* [Required work] Your result should be every line of the records below that contains the word "impl".

** Opening Extracted entries block **

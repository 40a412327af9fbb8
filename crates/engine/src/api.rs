//! HTTP API for incident submission, result polling, history queries,
//! health checks and Prometheus metrics

use std::sync::Arc;

use axum::{
    extract::{Path, Query, State},
    http::StatusCode,
    response::{IntoResponse, Response},
    routing::{get, post},
    Json, Router,
};
use chrono::{DateTime, Utc};
use engine_lib::{
    health::{ComponentStatus, HealthRegistry},
    history::HistoryStore,
    ingest::{self, RawEvent},
    models::{reason, HistoryRecord, WorkloadRef},
    policy::PolicySet,
    EngineMetrics, IncidentStatus, RemediationPipeline,
};
use prometheus::{Encoder, TextEncoder};
use serde::{Deserialize, Serialize};
use tracing::{error, info};

/// Shared application state
#[derive(Clone)]
pub struct AppState {
    pub pipeline: Arc<RemediationPipeline>,
    pub history: Arc<HistoryStore>,
    pub policies: Arc<PolicySet>,
    pub health_registry: HealthRegistry,
    pub metrics: EngineMetrics,
}

/// Error body with a machine-readable code
#[derive(Debug, Serialize, Deserialize)]
pub struct ErrorResponse {
    pub error: String,
    pub code: String,
}

/// Response for asynchronous submissions
#[derive(Debug, Serialize, Deserialize)]
pub struct AcceptedResponse {
    pub incident_id: String,
}

/// Response for still-running incidents
#[derive(Debug, Serialize, Deserialize)]
pub struct PendingResponse {
    pub status: String,
    pub incident_id: String,
}

/// History query response
#[derive(Debug, Serialize, Deserialize)]
pub struct HistoryResponse {
    pub workload: WorkloadRef,
    pub records: Vec<HistoryRecord>,
    pub total: usize,
}

#[derive(Debug, Deserialize)]
pub struct SubmitParams {
    /// "async" detaches processing and returns 202 with the incident id
    #[serde(default)]
    pub mode: Option<String>,
}

#[derive(Debug, Deserialize)]
pub struct HistoryParams {
    #[serde(default)]
    pub kind: Option<String>,
    #[serde(default)]
    pub since: Option<DateTime<Utc>>,
}

/// Submit a raw event for remediation
async fn submit_incident(
    State(state): State<Arc<AppState>>,
    Query(params): Query<SubmitParams>,
    Json(event): Json<RawEvent>,
) -> Response {
    let source = event.source.clone();

    let incident = match ingest::normalize(event) {
        Ok(incident) => incident,
        Err(e) => {
            state.metrics.inc_incidents_malformed();
            let body = ErrorResponse {
                error: e.to_string(),
                code: reason::MALFORMED_INCIDENT.to_string(),
            };
            return (StatusCode::BAD_REQUEST, Json(body)).into_response();
        }
    };

    info!(
        incident_id = %incident.id,
        workload = %incident.workload,
        source = %source,
        "Incident accepted"
    );

    if params.mode.as_deref() == Some("async") {
        let incident_id = incident.id.clone();
        let task_id = incident_id.clone();
        let pipeline = state.pipeline.clone();
        tokio::spawn(async move {
            if let Err(e) = pipeline.submit(incident).await {
                error!(incident_id = %task_id, error = %e, "Background processing failed");
            }
        });
        return (StatusCode::ACCEPTED, Json(AcceptedResponse { incident_id })).into_response();
    }

    match state.pipeline.submit(incident).await {
        Ok(result) => (StatusCode::OK, Json(result)).into_response(),
        Err(e) => {
            let body = ErrorResponse {
                error: e.to_string(),
                code: "internal".to_string(),
            };
            (StatusCode::INTERNAL_SERVER_ERROR, Json(body)).into_response()
        }
    }
}

/// Poll a previously submitted incident by id
async fn get_incident(State(state): State<Arc<AppState>>, Path(id): Path<String>) -> Response {
    match state.pipeline.status(&id) {
        Some(IncidentStatus::Completed(result)) => {
            (StatusCode::OK, Json(result)).into_response()
        }
        Some(IncidentStatus::Pending) => {
            let body = PendingResponse {
                status: "pending".to_string(),
                incident_id: id,
            };
            (StatusCode::OK, Json(body)).into_response()
        }
        None => {
            let body = ErrorResponse {
                error: format!("unknown incident id {}", id),
                code: "not-found".to_string(),
            };
            (StatusCode::NOT_FOUND, Json(body)).into_response()
        }
    }
}

/// Query the remediation history of a workload
async fn get_history(
    State(state): State<Arc<AppState>>,
    Path((namespace, name)): Path<(String, String)>,
    Query(params): Query<HistoryParams>,
) -> impl IntoResponse {
    let workload = WorkloadRef::new(
        params.kind.unwrap_or_else(|| "Deployment".to_string()),
        namespace,
        name,
    );
    let since = params
        .since
        .unwrap_or(DateTime::<Utc>::UNIX_EPOCH);

    let records = state.history.query(&workload, since).await;
    let total = records.len();

    Json(HistoryResponse {
        workload,
        records,
        total,
    })
}

/// The loaded policy table (read-only)
async fn get_policies(State(state): State<Arc<AppState>>) -> impl IntoResponse {
    Json(state.policies.as_ref().clone())
}

/// Health check response - returns 200 if healthy, 503 if unhealthy
async fn healthz(State(state): State<Arc<AppState>>) -> impl IntoResponse {
    let health = state.health_registry.health().await;

    let status_code = match health.status {
        ComponentStatus::Healthy => StatusCode::OK,
        ComponentStatus::Degraded => StatusCode::OK, // Still operational
        ComponentStatus::Unhealthy => StatusCode::SERVICE_UNAVAILABLE,
    };

    (status_code, Json(health))
}

/// Readiness check response - returns 200 if ready, 503 if not ready
async fn readyz(State(state): State<Arc<AppState>>) -> impl IntoResponse {
    let readiness = state.health_registry.readiness().await;

    let status_code = if readiness.ready {
        StatusCode::OK
    } else {
        StatusCode::SERVICE_UNAVAILABLE
    };

    (status_code, Json(readiness))
}

/// Prometheus metrics endpoint
async fn metrics() -> impl IntoResponse {
    let encoder = TextEncoder::new();
    let metric_families = prometheus::gather();
    let mut buffer = Vec::new();

    if let Err(e) = encoder.encode(&metric_families, &mut buffer) {
        error!(error = %e, "Failed to encode metrics");
        return (StatusCode::INTERNAL_SERVER_ERROR, Vec::new()).into_response();
    }

    (
        StatusCode::OK,
        [("content-type", "text/plain; charset=utf-8")],
        buffer,
    )
        .into_response()
}

/// Create the API router
pub fn create_router(state: Arc<AppState>) -> Router {
    Router::new()
        .route("/api/v1/incidents", post(submit_incident))
        .route("/api/v1/incidents/:id", get(get_incident))
        .route("/api/v1/history/:namespace/:name", get(get_history))
        .route("/api/v1/policies", get(get_policies))
        .route("/healthz", get(healthz))
        .route("/readyz", get(readyz))
        .route("/metrics", get(metrics))
        .with_state(state)
}

/// Start the API server
pub async fn serve(port: u16, state: Arc<AppState>) -> anyhow::Result<()> {
    let app = create_router(state);

    let addr = format!("0.0.0.0:{}", port);
    info!(addr = %addr, "Starting API server");

    let listener = tokio::net::TcpListener::bind(&addr).await?;
    axum::serve(listener, app).await?;

    Ok(())
}
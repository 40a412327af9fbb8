//! Remediation action history
//!
//! Append-only log of terminal outcomes, keyed by workload:
//! - One record per processed incident, never mutated after append
//! - Queried by "since" timestamp for cooldown and rate-limit decisions
//! - Persisted as a JSON snapshot via atomic temp-file rename; appends
//!   are flushed before the caller sees its result
//! - Pruned by age only

use std::collections::HashMap;
use std::path::{Path, PathBuf};
use std::time::Duration;

use anyhow::{Context, Result};
use chrono::{DateTime, Utc};
use tokio::sync::RwLock;
use tracing::{debug, info, warn};

use crate::models::{HistoryRecord, WorkloadRef};

/// Default retention period (30 days)
const DEFAULT_RETENTION: Duration = Duration::from_secs(30 * 24 * 60 * 60);

/// Configuration for the history store
#[derive(Debug, Clone)]
pub struct HistoryConfig {
    /// Maximum age of retained records
    pub retention: Duration,
    /// Path for persistent storage (optional)
    pub persistence_path: Option<PathBuf>,
}

impl Default for HistoryConfig {
    fn default() -> Self {
        Self {
            retention: DEFAULT_RETENTION,
            persistence_path: None,
        }
    }
}

/// Append-only store of remediation history records
pub struct HistoryStore {
    /// Records per workload key, ordered by applied_at
    records: RwLock<HashMap<String, Vec<HistoryRecord>>>,
    config: HistoryConfig,
}

impl HistoryStore {
    /// Create an in-memory store
    pub fn new(config: HistoryConfig) -> Self {
        Self {
            records: RwLock::new(HashMap::new()),
            config,
        }
    }

    /// Create a store backed by a JSON snapshot file
    pub fn with_persistence(persistence_path: PathBuf) -> Result<Self> {
        let config = HistoryConfig {
            persistence_path: Some(persistence_path.clone()),
            ..Default::default()
        };

        let mut records = HashMap::new();
        if persistence_path.exists() {
            match load_from_disk(&persistence_path) {
                Ok(loaded) => records = loaded,
                Err(e) => {
                    warn!(error = %e, "Failed to load persisted history, starting fresh");
                }
            }
        }

        Ok(Self {
            records: RwLock::new(records),
            config,
        })
    }

    /// Append a record and flush it durably before returning
    pub async fn append(&self, record: HistoryRecord) -> Result<()> {
        let mut records = self.records.write().await;
        let key = record.workload.key();
        debug!(
            workload = %key,
            outcome = %record.outcome,
            reason_code = %record.reason_code,
            "Appending history record"
        );
        records.entry(key).or_default().push(record);

        if let Some(ref path) = self.config.persistence_path {
            save_to_disk(&records, path)?;
        }

        Ok(())
    }

    /// Records for a workload since the given instant, ordered by applied_at
    pub async fn query(&self, workload: &WorkloadRef, since: DateTime<Utc>) -> Vec<HistoryRecord> {
        let records = self.records.read().await;
        records
            .get(&workload.key())
            .map(|list| {
                list.iter()
                    .filter(|r| r.applied_at >= since)
                    .cloned()
                    .collect()
            })
            .unwrap_or_default()
    }

    /// All records for a workload, ordered by applied_at
    pub async fn all_for(&self, workload: &WorkloadRef) -> Vec<HistoryRecord> {
        let records = self.records.read().await;
        records.get(&workload.key()).cloned().unwrap_or_default()
    }

    /// Drop records older than the retention period
    ///
    /// Returns the number of records removed.
    pub async fn prune(&self, now: DateTime<Utc>) -> Result<usize> {
        let cutoff = now
            - chrono::Duration::from_std(self.config.retention)
                .unwrap_or_else(|_| chrono::Duration::days(30));

        let mut records = self.records.write().await;
        let mut removed = 0usize;

        for list in records.values_mut() {
            let before = list.len();
            list.retain(|r| r.applied_at >= cutoff);
            removed += before - list.len();
        }
        records.retain(|_, list| !list.is_empty());

        if removed > 0 {
            info!(removed = removed, "Pruned history records");
            if let Some(ref path) = self.config.persistence_path {
                save_to_disk(&records, path)?;
            }
        }

        Ok(removed)
    }

    /// Summary statistics over the store
    pub async fn stats(&self) -> HistoryStats {
        let records = self.records.read().await;
        let total: usize = records.values().map(Vec::len).sum();
        let oldest = records
            .values()
            .flat_map(|list| list.iter().map(|r| r.applied_at))
            .min();
        let newest = records
            .values()
            .flat_map(|list| list.iter().map(|r| r.applied_at))
            .max();

        HistoryStats {
            workloads: records.len(),
            records: total,
            oldest,
            newest,
        }
    }
}

/// Statistics about the history store
#[derive(Debug, Clone)]
pub struct HistoryStats {
    pub workloads: usize,
    pub records: usize,
    pub oldest: Option<DateTime<Utc>>,
    pub newest: Option<DateTime<Utc>>,
}

/// Write the snapshot atomically via a temp file rename
fn save_to_disk(records: &HashMap<String, Vec<HistoryRecord>>, path: &Path) -> Result<()> {
    if let Some(parent) = path.parent() {
        std::fs::create_dir_all(parent)
            .with_context(|| format!("Failed to create directory {:?}", parent))?;
    }

    let json = serde_json::to_vec(records).context("Failed to serialize history")?;

    let temp_path = path.with_extension("tmp");
    std::fs::write(&temp_path, &json)
        .with_context(|| format!("Failed to write temp file {:?}", temp_path))?;
    std::fs::rename(&temp_path, path)
        .with_context(|| format!("Failed to rename {:?} to {:?}", temp_path, path))?;

    Ok(())
}

/// Load a snapshot, re-sorting each workload's records by applied_at
fn load_from_disk(path: &Path) -> Result<HashMap<String, Vec<HistoryRecord>>> {
    let data =
        std::fs::read(path).with_context(|| format!("Failed to read history file {:?}", path))?;

    let mut records: HashMap<String, Vec<HistoryRecord>> =
        serde_json::from_slice(&data).context("Failed to deserialize history")?;

    for list in records.values_mut() {
        list.sort_by_key(|r| r.applied_at);
    }

    let total: usize = records.values().map(Vec::len).sum();
    info!(path = %path.display(), records = total, "Loaded history from disk");
    Ok(records)
}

** Closing Extracted entries block **

* [Response area]
) -> impl IntoResponse {
async fn get_policies(State(state): State<Arc<AppState>>) -> impl IntoResponse {
async fn healthz(State(state): State<Arc<AppState>>) -> impl IntoResponse {
async fn readyz(State(state): State<Arc<AppState>>) -> impl IntoResponse {
async fn metrics() -> impl IntoResponse {
impl Default for HistoryConfig {
impl HistoryStore {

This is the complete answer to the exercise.